*** Begin section ***
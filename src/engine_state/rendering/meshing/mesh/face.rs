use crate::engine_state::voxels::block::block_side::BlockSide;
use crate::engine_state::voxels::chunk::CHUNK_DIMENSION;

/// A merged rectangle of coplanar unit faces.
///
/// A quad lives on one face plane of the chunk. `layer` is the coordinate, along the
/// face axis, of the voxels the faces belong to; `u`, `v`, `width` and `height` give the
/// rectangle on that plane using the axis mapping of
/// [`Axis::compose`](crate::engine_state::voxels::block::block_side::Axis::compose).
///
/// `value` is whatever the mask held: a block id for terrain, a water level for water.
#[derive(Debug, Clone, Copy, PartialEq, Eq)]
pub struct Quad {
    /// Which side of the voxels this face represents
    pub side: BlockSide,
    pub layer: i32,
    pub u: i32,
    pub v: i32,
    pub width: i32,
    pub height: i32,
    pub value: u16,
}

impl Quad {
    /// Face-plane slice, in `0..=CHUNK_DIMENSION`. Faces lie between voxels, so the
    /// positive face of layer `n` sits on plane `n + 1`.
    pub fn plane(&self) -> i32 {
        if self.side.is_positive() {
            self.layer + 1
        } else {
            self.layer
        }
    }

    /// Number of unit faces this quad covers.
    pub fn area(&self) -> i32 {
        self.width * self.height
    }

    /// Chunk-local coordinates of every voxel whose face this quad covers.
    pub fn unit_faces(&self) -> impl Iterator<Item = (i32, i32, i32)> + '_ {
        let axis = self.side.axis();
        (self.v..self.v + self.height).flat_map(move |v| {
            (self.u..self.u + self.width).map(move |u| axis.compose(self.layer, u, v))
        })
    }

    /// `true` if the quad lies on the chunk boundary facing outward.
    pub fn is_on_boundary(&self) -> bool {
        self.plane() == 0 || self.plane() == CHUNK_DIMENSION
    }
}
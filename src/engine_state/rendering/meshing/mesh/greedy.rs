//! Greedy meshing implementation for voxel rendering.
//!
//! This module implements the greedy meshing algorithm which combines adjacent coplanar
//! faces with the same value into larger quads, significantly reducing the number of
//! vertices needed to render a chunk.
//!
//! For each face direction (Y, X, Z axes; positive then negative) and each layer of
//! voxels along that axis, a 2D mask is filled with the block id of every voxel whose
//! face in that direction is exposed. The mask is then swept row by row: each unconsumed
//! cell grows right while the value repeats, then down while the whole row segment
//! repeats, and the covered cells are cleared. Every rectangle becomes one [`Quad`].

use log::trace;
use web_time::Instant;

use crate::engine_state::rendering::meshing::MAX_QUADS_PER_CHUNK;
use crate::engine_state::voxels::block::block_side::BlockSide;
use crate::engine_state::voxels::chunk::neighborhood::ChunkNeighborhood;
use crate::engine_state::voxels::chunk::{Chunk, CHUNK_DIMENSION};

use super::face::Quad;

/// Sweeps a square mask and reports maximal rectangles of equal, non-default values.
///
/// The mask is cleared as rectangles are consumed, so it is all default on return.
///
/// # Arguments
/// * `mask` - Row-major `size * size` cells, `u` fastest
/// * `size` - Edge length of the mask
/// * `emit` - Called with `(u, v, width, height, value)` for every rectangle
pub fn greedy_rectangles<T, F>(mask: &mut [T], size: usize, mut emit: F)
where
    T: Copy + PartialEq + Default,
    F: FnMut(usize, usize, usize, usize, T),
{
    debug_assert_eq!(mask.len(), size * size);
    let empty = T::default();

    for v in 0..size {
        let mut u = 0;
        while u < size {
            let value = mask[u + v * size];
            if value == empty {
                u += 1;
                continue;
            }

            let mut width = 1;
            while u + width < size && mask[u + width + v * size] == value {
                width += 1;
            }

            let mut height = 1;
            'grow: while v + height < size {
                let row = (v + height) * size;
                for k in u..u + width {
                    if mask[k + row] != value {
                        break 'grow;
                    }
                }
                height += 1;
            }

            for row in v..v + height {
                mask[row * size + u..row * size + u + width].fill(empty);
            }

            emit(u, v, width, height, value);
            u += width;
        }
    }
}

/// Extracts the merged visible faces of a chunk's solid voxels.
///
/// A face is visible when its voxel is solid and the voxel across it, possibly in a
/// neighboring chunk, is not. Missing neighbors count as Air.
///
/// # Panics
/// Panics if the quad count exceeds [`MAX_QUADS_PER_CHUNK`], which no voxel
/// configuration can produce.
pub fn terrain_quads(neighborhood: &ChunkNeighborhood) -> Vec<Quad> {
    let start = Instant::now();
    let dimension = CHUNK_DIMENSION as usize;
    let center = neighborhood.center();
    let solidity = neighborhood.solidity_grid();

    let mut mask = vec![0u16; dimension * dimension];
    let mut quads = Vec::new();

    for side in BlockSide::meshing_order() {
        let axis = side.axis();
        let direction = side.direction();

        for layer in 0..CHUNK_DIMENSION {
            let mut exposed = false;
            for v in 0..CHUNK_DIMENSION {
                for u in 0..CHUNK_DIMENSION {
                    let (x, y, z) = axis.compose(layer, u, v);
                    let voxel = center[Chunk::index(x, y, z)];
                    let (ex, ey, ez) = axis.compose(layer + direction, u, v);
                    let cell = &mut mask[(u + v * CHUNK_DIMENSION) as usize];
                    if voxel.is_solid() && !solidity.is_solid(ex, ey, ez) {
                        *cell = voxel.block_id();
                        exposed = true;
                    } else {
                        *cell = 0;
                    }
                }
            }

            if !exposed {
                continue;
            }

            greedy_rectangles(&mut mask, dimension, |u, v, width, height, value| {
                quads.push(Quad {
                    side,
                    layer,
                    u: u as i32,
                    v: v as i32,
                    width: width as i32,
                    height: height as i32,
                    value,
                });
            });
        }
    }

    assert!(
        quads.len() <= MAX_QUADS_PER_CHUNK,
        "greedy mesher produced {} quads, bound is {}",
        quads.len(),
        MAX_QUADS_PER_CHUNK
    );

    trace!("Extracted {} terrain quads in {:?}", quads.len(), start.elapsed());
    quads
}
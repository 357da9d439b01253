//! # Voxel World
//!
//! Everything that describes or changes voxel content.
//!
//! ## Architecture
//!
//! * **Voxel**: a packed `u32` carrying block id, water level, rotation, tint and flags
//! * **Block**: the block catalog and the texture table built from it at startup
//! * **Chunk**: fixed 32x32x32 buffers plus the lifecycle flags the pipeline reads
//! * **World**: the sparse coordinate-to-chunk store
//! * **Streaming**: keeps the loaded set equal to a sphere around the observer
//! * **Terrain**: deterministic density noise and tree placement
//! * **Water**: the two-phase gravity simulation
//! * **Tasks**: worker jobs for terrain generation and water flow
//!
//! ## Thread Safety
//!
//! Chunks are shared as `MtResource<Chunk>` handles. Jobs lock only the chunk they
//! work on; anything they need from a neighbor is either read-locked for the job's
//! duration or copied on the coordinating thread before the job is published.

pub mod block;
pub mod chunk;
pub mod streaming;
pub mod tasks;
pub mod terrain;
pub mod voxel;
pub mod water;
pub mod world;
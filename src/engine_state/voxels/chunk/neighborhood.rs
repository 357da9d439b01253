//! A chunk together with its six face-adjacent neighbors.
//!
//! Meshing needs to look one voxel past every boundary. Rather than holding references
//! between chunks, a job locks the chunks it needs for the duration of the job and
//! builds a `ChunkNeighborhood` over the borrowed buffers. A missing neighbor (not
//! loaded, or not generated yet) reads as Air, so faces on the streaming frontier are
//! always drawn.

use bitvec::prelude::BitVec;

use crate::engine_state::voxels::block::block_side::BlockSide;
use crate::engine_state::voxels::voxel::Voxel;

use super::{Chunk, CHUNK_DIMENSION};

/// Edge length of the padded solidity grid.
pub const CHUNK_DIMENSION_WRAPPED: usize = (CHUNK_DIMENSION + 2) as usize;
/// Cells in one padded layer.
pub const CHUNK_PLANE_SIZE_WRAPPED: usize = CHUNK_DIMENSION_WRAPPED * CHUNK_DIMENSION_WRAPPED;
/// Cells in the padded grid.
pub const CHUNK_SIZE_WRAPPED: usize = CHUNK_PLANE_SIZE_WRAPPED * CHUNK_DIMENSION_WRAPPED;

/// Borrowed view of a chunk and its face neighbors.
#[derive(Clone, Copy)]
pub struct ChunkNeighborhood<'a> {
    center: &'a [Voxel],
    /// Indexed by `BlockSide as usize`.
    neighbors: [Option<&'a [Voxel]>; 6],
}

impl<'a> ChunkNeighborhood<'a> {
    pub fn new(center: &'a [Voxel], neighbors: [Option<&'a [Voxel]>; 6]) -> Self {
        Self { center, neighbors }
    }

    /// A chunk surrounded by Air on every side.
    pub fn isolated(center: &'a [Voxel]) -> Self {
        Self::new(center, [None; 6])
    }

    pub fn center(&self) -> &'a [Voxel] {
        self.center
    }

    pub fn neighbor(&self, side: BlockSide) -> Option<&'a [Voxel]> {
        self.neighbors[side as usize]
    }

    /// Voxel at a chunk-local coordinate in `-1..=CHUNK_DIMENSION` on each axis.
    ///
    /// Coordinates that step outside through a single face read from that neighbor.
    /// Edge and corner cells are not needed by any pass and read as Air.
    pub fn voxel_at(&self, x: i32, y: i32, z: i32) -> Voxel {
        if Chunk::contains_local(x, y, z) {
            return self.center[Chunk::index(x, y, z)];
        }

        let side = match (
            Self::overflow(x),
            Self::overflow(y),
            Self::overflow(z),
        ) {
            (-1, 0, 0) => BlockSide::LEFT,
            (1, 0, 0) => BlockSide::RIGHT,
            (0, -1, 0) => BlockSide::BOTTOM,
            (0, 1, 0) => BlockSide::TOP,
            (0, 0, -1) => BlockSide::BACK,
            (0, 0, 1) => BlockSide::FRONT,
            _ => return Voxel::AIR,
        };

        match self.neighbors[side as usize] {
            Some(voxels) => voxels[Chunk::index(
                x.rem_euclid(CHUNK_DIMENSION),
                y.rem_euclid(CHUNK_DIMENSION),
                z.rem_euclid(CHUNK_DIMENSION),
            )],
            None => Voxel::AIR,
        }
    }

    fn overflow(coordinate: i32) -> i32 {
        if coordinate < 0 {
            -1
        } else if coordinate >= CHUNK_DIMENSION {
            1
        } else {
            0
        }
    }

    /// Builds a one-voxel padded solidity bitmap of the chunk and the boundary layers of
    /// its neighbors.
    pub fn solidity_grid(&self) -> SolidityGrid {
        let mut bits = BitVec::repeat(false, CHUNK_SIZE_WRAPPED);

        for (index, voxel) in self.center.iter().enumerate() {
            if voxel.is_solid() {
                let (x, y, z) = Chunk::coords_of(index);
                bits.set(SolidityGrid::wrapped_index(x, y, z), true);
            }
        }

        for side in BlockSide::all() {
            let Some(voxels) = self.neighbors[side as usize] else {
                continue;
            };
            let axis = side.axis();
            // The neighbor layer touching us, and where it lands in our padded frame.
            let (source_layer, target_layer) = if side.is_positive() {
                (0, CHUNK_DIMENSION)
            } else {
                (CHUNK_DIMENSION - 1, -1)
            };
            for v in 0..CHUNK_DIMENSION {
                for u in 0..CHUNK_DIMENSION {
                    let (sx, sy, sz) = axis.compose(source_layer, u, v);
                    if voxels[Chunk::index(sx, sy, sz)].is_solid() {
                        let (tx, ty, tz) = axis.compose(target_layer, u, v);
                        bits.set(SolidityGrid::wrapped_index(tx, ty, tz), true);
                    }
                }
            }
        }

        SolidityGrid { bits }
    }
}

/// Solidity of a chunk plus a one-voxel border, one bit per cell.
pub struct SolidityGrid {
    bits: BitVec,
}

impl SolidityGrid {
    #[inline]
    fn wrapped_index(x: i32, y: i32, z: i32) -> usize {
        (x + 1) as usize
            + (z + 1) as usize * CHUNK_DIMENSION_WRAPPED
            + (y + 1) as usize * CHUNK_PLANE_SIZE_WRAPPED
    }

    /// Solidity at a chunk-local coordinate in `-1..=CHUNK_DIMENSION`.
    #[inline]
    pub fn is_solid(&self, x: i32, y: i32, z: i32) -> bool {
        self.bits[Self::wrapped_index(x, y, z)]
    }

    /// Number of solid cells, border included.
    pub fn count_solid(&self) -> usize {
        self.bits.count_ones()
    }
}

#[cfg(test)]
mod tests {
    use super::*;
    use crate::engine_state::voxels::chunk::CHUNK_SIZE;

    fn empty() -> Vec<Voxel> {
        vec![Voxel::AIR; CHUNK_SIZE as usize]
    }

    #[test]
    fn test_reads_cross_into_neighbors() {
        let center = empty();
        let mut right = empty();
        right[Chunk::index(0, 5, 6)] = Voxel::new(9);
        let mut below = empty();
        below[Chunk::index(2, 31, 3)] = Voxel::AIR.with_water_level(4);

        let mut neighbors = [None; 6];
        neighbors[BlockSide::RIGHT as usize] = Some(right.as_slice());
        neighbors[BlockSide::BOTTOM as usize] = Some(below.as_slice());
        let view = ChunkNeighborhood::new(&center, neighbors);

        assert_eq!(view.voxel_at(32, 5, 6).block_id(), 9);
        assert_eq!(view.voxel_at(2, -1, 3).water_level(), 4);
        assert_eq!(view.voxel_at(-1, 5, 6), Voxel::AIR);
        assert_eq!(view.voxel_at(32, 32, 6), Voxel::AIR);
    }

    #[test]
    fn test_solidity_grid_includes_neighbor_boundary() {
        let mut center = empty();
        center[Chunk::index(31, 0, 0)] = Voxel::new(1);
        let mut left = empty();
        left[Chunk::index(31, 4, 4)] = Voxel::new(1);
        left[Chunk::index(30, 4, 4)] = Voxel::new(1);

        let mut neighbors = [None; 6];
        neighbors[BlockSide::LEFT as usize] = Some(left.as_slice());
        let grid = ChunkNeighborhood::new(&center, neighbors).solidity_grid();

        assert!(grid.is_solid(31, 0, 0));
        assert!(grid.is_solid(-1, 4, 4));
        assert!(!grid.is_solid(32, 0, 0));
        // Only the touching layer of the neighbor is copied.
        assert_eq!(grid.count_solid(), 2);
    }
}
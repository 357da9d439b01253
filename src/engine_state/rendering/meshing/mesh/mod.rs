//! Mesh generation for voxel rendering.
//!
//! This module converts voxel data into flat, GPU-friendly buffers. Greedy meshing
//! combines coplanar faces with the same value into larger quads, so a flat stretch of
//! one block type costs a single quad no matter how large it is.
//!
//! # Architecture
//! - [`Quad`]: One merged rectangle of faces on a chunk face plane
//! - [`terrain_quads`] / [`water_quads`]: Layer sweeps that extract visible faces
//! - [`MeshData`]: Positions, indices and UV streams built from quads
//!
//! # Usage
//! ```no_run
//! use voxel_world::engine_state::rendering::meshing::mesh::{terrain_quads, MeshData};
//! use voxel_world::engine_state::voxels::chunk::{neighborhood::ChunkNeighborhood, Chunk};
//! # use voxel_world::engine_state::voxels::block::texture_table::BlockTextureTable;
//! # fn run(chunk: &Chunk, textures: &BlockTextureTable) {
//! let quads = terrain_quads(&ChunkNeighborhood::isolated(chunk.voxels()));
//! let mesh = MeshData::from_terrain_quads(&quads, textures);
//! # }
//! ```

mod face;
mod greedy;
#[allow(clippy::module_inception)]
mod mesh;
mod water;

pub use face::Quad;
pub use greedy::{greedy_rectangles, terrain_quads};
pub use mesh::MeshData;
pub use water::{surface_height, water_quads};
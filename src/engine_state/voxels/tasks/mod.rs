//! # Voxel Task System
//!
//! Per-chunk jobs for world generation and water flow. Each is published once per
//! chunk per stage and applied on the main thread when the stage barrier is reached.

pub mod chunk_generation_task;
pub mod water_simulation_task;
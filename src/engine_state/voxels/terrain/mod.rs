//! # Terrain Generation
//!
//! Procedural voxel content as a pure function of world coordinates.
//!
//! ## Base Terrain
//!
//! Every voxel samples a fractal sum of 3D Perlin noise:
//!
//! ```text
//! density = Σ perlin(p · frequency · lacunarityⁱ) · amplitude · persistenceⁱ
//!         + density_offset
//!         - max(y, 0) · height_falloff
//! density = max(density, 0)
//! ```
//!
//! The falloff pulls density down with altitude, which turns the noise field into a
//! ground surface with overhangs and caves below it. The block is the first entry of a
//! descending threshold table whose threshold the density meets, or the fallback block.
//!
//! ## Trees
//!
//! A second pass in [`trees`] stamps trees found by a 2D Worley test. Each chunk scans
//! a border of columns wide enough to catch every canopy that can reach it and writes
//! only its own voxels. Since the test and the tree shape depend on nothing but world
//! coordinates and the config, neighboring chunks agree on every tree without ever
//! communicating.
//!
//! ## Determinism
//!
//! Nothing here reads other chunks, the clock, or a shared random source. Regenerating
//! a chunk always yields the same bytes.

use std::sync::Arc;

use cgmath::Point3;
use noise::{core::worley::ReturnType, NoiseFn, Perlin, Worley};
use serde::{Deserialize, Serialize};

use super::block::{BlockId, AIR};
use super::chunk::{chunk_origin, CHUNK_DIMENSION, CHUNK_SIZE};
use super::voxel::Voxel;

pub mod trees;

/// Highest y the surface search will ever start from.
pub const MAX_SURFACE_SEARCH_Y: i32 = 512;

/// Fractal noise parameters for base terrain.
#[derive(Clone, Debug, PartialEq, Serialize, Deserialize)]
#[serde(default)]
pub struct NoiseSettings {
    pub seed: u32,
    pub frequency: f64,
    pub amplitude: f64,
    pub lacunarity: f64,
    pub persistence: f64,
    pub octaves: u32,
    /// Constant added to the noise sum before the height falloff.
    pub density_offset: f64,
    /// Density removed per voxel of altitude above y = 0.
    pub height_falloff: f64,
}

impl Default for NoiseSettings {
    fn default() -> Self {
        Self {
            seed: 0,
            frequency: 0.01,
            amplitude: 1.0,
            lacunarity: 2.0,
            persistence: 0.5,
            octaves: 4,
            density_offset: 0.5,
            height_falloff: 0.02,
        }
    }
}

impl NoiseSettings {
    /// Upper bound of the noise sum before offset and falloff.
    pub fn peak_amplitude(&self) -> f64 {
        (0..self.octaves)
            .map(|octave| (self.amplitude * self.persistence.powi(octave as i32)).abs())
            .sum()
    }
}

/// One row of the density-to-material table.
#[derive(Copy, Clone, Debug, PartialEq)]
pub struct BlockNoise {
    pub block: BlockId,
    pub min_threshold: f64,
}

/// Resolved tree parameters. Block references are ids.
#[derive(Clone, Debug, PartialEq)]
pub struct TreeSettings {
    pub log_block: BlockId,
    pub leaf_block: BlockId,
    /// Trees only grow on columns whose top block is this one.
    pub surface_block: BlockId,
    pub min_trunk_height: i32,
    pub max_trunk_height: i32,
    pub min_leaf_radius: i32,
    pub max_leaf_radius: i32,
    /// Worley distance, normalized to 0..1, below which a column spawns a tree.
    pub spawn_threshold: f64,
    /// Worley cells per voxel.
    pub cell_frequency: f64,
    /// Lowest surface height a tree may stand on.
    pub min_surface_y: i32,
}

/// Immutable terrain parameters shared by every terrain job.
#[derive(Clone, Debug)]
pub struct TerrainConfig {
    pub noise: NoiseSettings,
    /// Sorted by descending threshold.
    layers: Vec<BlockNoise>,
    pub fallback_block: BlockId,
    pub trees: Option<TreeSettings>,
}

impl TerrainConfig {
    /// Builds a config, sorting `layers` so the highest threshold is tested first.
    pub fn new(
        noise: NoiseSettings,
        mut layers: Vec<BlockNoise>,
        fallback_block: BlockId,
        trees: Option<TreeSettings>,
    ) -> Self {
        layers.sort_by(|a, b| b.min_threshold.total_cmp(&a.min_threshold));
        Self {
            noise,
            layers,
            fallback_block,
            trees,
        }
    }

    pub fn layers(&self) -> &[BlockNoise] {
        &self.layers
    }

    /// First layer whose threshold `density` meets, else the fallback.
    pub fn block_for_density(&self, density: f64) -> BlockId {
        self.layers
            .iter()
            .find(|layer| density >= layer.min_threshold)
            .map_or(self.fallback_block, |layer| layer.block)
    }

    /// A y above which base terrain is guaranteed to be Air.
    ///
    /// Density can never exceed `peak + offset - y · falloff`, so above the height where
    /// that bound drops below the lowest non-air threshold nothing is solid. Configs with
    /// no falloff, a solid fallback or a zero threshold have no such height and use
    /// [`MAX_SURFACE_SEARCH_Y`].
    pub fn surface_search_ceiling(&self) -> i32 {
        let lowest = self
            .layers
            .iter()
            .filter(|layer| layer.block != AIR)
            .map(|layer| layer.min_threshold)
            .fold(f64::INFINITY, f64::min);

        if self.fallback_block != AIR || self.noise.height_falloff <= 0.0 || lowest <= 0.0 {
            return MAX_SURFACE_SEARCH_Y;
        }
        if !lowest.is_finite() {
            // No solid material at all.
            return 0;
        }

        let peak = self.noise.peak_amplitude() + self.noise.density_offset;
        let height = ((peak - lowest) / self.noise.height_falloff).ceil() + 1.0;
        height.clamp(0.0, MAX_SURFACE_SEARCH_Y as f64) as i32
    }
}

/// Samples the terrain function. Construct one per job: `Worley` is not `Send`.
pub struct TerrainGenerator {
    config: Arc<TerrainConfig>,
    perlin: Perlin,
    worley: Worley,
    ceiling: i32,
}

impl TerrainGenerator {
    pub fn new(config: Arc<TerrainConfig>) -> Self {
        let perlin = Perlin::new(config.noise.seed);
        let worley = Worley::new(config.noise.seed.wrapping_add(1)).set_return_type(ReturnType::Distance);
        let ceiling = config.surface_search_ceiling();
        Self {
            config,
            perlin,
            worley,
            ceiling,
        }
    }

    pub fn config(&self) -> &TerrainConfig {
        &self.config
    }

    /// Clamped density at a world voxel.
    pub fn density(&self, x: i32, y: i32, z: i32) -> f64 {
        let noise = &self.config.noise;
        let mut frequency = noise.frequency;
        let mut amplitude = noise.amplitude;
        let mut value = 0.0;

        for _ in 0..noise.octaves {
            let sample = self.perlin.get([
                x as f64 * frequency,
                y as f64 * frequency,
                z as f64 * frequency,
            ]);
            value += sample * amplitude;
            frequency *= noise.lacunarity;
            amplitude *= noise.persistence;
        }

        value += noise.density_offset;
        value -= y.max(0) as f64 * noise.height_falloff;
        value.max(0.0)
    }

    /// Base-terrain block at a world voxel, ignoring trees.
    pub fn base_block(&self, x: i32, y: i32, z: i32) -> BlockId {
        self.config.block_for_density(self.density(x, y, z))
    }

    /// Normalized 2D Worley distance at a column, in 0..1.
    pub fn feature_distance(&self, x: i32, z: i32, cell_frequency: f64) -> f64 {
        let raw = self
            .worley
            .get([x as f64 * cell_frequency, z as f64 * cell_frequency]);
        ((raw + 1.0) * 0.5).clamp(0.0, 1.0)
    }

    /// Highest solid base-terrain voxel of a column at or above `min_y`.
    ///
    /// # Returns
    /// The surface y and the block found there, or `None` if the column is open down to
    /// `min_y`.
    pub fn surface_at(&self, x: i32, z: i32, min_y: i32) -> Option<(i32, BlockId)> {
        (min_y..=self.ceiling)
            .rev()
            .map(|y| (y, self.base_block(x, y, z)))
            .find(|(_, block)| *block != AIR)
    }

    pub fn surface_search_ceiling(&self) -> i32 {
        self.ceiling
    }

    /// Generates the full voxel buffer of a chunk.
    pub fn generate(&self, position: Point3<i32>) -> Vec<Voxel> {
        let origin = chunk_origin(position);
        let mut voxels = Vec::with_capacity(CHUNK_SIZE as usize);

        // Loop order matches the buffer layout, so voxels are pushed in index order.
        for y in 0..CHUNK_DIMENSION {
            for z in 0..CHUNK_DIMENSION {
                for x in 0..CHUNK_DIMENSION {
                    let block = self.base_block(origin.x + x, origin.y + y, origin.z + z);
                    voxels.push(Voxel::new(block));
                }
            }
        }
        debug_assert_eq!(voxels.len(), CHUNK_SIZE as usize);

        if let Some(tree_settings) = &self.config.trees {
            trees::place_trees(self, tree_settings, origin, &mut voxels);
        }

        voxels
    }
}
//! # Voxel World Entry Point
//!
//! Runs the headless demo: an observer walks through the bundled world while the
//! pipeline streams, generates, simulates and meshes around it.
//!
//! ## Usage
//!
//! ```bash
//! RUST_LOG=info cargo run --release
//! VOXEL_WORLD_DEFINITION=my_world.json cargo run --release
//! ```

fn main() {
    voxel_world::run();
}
*** End section ***
# DIRECTIONS:
Which lines hold the word "neighboring"? Return all of them from the records above.

# OUTPUT FOR THIS EXERCISE:
/// neighboring chunk, is not. Missing neighbors count as Air.
//! coordinates and the config, neighboring chunks agree on every tree without ever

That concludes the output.